WHAT THE TASK ASKS: Among the records below, find the lines that contain "ContourSide" and copy each of them.

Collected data
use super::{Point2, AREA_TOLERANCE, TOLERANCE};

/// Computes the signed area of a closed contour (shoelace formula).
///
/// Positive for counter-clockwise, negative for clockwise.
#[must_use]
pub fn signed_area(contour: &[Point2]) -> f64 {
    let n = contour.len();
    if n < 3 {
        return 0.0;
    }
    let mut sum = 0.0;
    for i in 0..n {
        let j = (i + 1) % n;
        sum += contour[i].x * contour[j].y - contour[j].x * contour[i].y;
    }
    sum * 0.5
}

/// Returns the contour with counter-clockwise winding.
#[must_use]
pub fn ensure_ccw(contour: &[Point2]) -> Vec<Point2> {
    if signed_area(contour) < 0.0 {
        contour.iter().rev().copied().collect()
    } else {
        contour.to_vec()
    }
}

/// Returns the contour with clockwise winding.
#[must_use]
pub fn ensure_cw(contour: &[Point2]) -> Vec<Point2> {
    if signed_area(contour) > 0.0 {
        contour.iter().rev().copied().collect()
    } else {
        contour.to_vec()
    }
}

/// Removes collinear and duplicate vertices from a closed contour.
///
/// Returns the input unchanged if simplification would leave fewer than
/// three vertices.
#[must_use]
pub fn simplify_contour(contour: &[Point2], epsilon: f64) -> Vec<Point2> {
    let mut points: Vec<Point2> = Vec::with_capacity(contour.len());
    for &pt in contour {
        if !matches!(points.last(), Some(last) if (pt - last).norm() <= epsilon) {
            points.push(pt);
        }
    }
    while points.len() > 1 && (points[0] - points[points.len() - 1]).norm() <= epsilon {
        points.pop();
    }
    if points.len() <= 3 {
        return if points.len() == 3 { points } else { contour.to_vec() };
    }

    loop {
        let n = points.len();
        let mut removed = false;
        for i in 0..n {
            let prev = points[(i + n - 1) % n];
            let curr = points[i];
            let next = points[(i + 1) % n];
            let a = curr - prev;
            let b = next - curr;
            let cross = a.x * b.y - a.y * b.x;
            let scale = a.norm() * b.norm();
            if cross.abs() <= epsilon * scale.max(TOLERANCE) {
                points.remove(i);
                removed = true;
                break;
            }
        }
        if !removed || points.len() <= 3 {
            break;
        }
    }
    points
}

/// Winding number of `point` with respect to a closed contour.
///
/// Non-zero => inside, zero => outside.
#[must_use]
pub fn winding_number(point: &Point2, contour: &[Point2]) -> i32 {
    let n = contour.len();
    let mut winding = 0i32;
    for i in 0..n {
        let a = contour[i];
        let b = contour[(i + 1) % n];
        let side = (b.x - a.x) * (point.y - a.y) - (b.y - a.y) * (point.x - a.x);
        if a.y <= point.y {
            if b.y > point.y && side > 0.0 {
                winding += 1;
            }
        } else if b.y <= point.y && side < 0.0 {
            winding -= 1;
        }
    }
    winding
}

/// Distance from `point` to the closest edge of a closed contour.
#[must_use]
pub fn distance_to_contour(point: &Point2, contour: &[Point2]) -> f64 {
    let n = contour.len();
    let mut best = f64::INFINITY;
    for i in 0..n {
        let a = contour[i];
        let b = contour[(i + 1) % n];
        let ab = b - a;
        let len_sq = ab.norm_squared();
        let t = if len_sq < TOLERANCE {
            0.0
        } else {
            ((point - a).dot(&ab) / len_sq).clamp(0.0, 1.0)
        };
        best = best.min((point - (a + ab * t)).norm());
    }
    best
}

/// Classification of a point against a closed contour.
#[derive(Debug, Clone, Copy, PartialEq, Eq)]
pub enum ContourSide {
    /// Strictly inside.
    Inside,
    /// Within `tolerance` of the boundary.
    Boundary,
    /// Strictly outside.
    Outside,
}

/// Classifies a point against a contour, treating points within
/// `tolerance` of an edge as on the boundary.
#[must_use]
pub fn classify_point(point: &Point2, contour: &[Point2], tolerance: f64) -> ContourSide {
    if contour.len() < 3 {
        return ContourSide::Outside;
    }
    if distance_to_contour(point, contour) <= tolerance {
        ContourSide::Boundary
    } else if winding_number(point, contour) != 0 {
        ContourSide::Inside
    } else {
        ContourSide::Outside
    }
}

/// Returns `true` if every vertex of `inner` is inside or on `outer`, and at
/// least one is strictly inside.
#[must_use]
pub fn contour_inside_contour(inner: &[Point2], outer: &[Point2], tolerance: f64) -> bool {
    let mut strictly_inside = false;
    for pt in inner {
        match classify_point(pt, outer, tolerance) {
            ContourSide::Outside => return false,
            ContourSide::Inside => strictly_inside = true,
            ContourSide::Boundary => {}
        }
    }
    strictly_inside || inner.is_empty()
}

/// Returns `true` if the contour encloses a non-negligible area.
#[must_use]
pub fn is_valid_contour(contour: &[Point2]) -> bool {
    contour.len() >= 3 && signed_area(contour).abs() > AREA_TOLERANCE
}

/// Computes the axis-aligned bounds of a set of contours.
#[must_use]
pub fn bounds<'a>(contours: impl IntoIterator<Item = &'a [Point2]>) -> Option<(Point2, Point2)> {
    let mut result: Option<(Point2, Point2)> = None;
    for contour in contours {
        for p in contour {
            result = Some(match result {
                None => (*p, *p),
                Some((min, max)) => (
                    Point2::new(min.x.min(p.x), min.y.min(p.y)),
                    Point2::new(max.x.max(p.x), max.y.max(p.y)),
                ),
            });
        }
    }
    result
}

RESPONSE:
pub enum ContourSide {
pub fn classify_point(point: &Point2, contour: &[Point2], tolerance: f64) -> ContourSide {
        return ContourSide::Outside;
        ContourSide::Boundary
        ContourSide::Inside
        ContourSide::Outside
            ContourSide::Outside => return false,
            ContourSide::Inside => strictly_inside = true,
            ContourSide::Boundary => {}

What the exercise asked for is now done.